======== SOURCE RECORDS
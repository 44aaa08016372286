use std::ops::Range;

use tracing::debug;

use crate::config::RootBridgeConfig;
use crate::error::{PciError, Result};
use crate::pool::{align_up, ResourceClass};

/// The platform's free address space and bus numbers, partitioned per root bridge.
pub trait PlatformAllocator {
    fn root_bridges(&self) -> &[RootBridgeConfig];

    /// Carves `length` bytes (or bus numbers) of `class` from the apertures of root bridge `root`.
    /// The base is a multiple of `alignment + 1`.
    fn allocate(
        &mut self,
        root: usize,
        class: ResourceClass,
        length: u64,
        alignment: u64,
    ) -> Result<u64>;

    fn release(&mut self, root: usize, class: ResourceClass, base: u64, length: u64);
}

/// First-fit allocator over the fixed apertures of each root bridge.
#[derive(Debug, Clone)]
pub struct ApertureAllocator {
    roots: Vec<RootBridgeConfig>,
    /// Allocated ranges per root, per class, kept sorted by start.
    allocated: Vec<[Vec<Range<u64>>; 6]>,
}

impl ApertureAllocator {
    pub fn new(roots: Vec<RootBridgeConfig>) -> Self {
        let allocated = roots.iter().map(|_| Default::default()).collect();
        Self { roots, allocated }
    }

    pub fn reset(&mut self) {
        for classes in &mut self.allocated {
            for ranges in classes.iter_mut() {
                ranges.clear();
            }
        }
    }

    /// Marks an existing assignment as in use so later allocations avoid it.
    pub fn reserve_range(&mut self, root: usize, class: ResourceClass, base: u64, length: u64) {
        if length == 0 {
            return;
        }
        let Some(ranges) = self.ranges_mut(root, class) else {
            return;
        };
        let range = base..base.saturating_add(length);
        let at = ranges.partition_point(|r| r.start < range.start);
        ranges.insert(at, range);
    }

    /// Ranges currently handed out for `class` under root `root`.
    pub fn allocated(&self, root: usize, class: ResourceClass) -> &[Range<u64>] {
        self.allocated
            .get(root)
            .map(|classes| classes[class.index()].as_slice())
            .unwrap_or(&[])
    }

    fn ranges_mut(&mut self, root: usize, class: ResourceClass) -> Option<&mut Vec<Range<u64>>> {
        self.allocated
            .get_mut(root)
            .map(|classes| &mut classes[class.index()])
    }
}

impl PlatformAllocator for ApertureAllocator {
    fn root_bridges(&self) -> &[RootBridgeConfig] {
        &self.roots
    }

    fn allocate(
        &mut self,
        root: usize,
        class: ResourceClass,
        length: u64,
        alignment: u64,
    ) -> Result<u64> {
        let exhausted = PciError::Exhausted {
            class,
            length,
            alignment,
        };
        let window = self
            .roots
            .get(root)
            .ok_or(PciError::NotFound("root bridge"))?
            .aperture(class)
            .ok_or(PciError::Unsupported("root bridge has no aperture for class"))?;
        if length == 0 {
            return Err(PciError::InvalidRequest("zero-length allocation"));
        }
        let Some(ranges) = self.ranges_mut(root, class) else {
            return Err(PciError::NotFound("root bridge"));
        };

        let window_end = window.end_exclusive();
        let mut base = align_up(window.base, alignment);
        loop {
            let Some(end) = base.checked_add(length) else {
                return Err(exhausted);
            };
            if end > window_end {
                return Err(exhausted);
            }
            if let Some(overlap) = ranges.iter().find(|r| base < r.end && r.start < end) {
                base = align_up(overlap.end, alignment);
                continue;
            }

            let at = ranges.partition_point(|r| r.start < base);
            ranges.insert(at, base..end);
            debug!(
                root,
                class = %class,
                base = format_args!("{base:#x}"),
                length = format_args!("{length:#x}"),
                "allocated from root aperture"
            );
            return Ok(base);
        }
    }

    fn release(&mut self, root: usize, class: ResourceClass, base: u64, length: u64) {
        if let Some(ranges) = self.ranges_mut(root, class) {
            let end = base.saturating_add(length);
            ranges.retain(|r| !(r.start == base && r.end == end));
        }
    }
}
================
* _YOUR TASK_:
Retype all of the records above without a single alteration.

* _ANSWER FOR THIS EXERCISE_:
repository 44aaa08016372286
use std::ops::Range;

use tracing::debug;

use crate::config::RootBridgeConfig;
use crate::error::{PciError, Result};
use crate::pool::{align_up, ResourceClass};

/// The platform's free address space and bus numbers, partitioned per root bridge.
pub trait PlatformAllocator {
    fn root_bridges(&self) -> &[RootBridgeConfig];

    /// Carves `length` bytes (or bus numbers) of `class` from the apertures of root bridge `root`.
    /// The base is a multiple of `alignment + 1`.
    fn allocate(
        &mut self,
        root: usize,
        class: ResourceClass,
        length: u64,
        alignment: u64,
    ) -> Result<u64>;

    fn release(&mut self, root: usize, class: ResourceClass, base: u64, length: u64);
}

/// First-fit allocator over the fixed apertures of each root bridge.
#[derive(Debug, Clone)]
pub struct ApertureAllocator {
    roots: Vec<RootBridgeConfig>,
    /// Allocated ranges per root, per class, kept sorted by start.
    allocated: Vec<[Vec<Range<u64>>; 6]>,
}

impl ApertureAllocator {
    pub fn new(roots: Vec<RootBridgeConfig>) -> Self {
        let allocated = roots.iter().map(|_| Default::default()).collect();
        Self { roots, allocated }
    }

    pub fn reset(&mut self) {
        for classes in &mut self.allocated {
            for ranges in classes.iter_mut() {
                ranges.clear();
            }
        }
    }

    /// Marks an existing assignment as in use so later allocations avoid it.
    pub fn reserve_range(&mut self, root: usize, class: ResourceClass, base: u64, length: u64) {
        if length == 0 {
            return;
        }
        let Some(ranges) = self.ranges_mut(root, class) else {
            return;
        };
        let range = base..base.saturating_add(length);
        let at = ranges.partition_point(|r| r.start < range.start);
        ranges.insert(at, range);
    }

    /// Ranges currently handed out for `class` under root `root`.
    pub fn allocated(&self, root: usize, class: ResourceClass) -> &[Range<u64>] {
        self.allocated
            .get(root)
            .map(|classes| classes[class.index()].as_slice())
            .unwrap_or(&[])
    }

    fn ranges_mut(&mut self, root: usize, class: ResourceClass) -> Option<&mut Vec<Range<u64>>> {
        self.allocated
            .get_mut(root)
            .map(|classes| &mut classes[class.index()])
    }
}

impl PlatformAllocator for ApertureAllocator {
    fn root_bridges(&self) -> &[RootBridgeConfig] {
        &self.roots
    }

    fn allocate(
        &mut self,
        root: usize,
        class: ResourceClass,
        length: u64,
        alignment: u64,
    ) -> Result<u64> {
        let exhausted = PciError::Exhausted {
            class,
            length,
            alignment,
        };
        let window = self
            .roots
            .get(root)
            .ok_or(PciError::NotFound("root bridge"))?
            .aperture(class)
            .ok_or(PciError::Unsupported("root bridge has no aperture for class"))?;
        if length == 0 {
            return Err(PciError::InvalidRequest("zero-length allocation"));
        }
        let Some(ranges) = self.ranges_mut(root, class) else {
            return Err(PciError::NotFound("root bridge"));
        };

        let window_end = window.end_exclusive();
        let mut base = align_up(window.base, alignment);
        loop {
            let Some(end) = base.checked_add(length) else {
                return Err(exhausted);
            };
            if end > window_end {
                return Err(exhausted);
            }
            if let Some(overlap) = ranges.iter().find(|r| base < r.end && r.start < end) {
                base = align_up(overlap.end, alignment);
                continue;
            }

            let at = ranges.partition_point(|r| r.start < base);
            ranges.insert(at, base..end);
            debug!(
                root,
                class = %class,
                base = format_args!("{base:#x}"),
                length = format_args!("{length:#x}"),
                "allocated from root aperture"
            );
            return Ok(base);
        }
    }

    fn release(&mut self, root: usize, class: ResourceClass, base: u64, length: u64) {
        if let Some(ranges) = self.ranges_mut(root, class) {
            let end = base.saturating_add(length);
            ranges.retain(|r| !(r.start == base && r.end == end));
        }
    }
}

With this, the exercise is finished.